All limits are on ExtractionConfig.security_limits (SecurityLimits struct) and ExtractionConfig.max_embedded_file_bytes. The defaults are chosen to be permissive enough for legitimate real-world documents while blocking the most common DoS payloads. Set limits to None or very large values only for input you fully trust.
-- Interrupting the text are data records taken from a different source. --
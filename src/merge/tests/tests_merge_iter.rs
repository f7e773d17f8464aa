//! `MergeIter` ordering tests.
//!
//! ## Coverage
//! - k files with interleaved identifiers merge into one ordered stream,
//!   forward and backward
//! - equal identifiers come out in source order
//! - the iterator is lazy and drops exhausted sources

#[cfg(test)]
mod tests {
    use std::path::{Path, PathBuf};
    use std::sync::Arc;

    use rand::Rng;
    use tempfile::TempDir;
    use tracing_subscriber::EnvFilter;

    use crate::merge::MergeIter;
    use crate::record::{LogRecord, keys};
    use crate::store::{Direction, IdAllocator, Store};
    use crate::{Reader, StoreConfig};

    fn init_tracing() {
        let _ = tracing_subscriber::fmt()
            .with_env_filter(EnvFilter::from_default_env())
            .with_test_writer()
            .try_init();
    }

    /// Spreads `total` records randomly over `files` stores sharing one
    /// allocator, so identifiers are disjoint and interleaved.
    fn interleaved(dir: &Path, files: usize, total: usize) -> Vec<PathBuf> {
        init_tracing();
        let ids = Arc::new(IdAllocator::new());
        let paths: Vec<PathBuf> = (0..files).map(|i| dir.join(format!("f{i}.asl"))).collect();
        let mut stores: Vec<Store> = paths
            .iter()
            .map(|p| Store::open_for_write(p, &StoreConfig::default(), ids.clone()).unwrap())
            .collect();

        let mut rng = rand::rng();
        for i in 0..total {
            let target = rng.random_range(0..files);
            let record = LogRecord::new()
                .with(keys::MESSAGE, format!("record {i}"))
                .with("File", target.to_string());
            stores[target].append(&record, false).unwrap();
        }
        for store in &mut stores {
            store.close().unwrap();
        }
        paths
    }

    fn open_all(paths: &[PathBuf]) -> Vec<Reader> {
        paths.iter().map(|p| Reader::open(p).unwrap()).collect()
    }

    #[test]
    fn forward_merge_is_ascending() {
        let dir = TempDir::new().unwrap();
        let paths = interleaved(dir.path(), 5, 300);
        let mut readers = open_all(&paths);

        let ids: Vec<u64> = MergeIter::new(&mut readers, Direction::Forward, 0)
            .unwrap()
            .map(|(id, record)| {
                assert_eq!(record.unwrap().id(), Some(id));
                id
            })
            .collect();

        assert_eq!(ids, (1..=300).collect::<Vec<_>>());
    }

    #[test]
    fn backward_merge_is_descending() {
        let dir = TempDir::new().unwrap();
        let paths = interleaved(dir.path(), 4, 200);
        let mut readers = open_all(&paths);

        let ids: Vec<u64> = MergeIter::new(&mut readers, Direction::Backward, u64::MAX)
            .unwrap()
            .map(|(id, _)| id)
            .collect();

        assert_eq!(ids, (1..=200).rev().collect::<Vec<_>>());
    }

    /// # Scenario
    /// Two files holding the same identifiers (a copy of a file merged
    /// with its original).
    ///
    /// # Expected behavior
    /// Each identifier appears twice, the first file's record first, in
    /// both directions.
    #[test]
    fn ties_break_by_source_order() {
        init_tracing();
        let dir = TempDir::new().unwrap();
        let mut paths = Vec::new();
        for name in ["left", "right"] {
            let path = dir.path().join(format!("{name}.asl"));
            let mut store = Store::open_for_write(
                &path,
                &StoreConfig::default(),
                Arc::new(IdAllocator::new()),
            )
            .unwrap();
            for _ in 0..3 {
                store
                    .append(&LogRecord::new().with(keys::SENDER, name), false)
                    .unwrap();
            }
            store.close().unwrap();
            paths.push(path);
        }

        for (direction, start) in [(Direction::Forward, 0), (Direction::Backward, u64::MAX)] {
            let mut readers = open_all(&paths);
            let seen: Vec<(u64, String)> = MergeIter::new(&mut readers, direction, start)
                .unwrap()
                .map(|(id, r)| (id, r.unwrap().get(keys::SENDER).unwrap().to_string()))
                .collect();

            let mut expected_ids = vec![1, 1, 2, 2, 3, 3];
            if direction == Direction::Backward {
                expected_ids.reverse();
            }
            assert_eq!(seen.iter().map(|(id, _)| *id).collect::<Vec<_>>(), expected_ids);
            for pair in seen.chunks(2) {
                assert_eq!(pair[0].1, "left");
                assert_eq!(pair[1].1, "right");
            }
        }
    }

    #[test]
    fn lazy_iteration_and_exhausted_sources() {
        let dir = TempDir::new().unwrap();
        let paths = interleaved(dir.path(), 3, 30);
        let mut readers = open_all(&paths);

        let mut merged = MergeIter::new(&mut readers, Direction::Forward, 0).unwrap();
        let first_two: Vec<u64> = merged.by_ref().take(2).map(|(id, _)| id).collect();
        assert_eq!(first_two, [1, 2]);

        assert_eq!(merged.by_ref().count(), 28);
        assert_eq!(merged.live_sources(), 0);
    }

    #[test]
    fn sources_without_records_in_range_are_skipped() {
        let dir = TempDir::new().unwrap();
        let paths = interleaved(dir.path(), 3, 30);
        let empty = dir.path().join("empty.asl");
        Store::open_for_write(&empty, &StoreConfig::default(), Arc::new(IdAllocator::new()))
            .unwrap()
            .close()
            .unwrap();

        let mut all = paths.clone();
        all.push(empty);
        let mut readers = open_all(&all);

        let merged = MergeIter::new(&mut readers, Direction::Forward, 25).unwrap();
        assert!(merged.live_sources() <= 3);
        assert_eq!(merged.map(|(id, _)| id).collect::<Vec<_>>(), [25, 26, 27, 28, 29, 30]);
    }
}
use kreuzberg::{ExtractionConfig, extractors::security::SecurityLimits};

let config = ExtractionConfig {
    // Tighten limits for untrusted input from an upload endpoint.
    security_limits: Some(SecurityLimits {
        max_content_size: 10 * 1024 * 1024,   // 10 MiB output cap
        max_compression_ratio: 50,             // 50× ratio cap
        max_table_cells: 10_000,
        ..SecurityLimits::default()
    }),
    max_embedded_file_bytes: Some(5 * 1024 * 1024), // 5 MiB per embedded file
    extraction_timeout_secs: Some(10),              // 10 s timeout
    ..ExtractionConfig::default()
};

Reporting a Vulnerability

Do not open a public GitHub issue for security vulnerabilities.

Send a report to security@kreuzberg.dev with:

  1. A description of the vulnerability and affected versions.
  2. A minimal reproducer (if possible, a file that triggers the issue).
  3. Your assessment of severity (CVSS score or plain description).
  4. Whether you want public credit when the advisory is published.

We aim to acknowledge reports within 2 business days and to publish a fix within 14 calendar days for Critical/High issues and 30 days for Medium/Low. We will coordinate disclosure timing with you.

Researchers who follow responsible disclosure will be credited in the GitHub advisory unless they prefer to remain anonymous.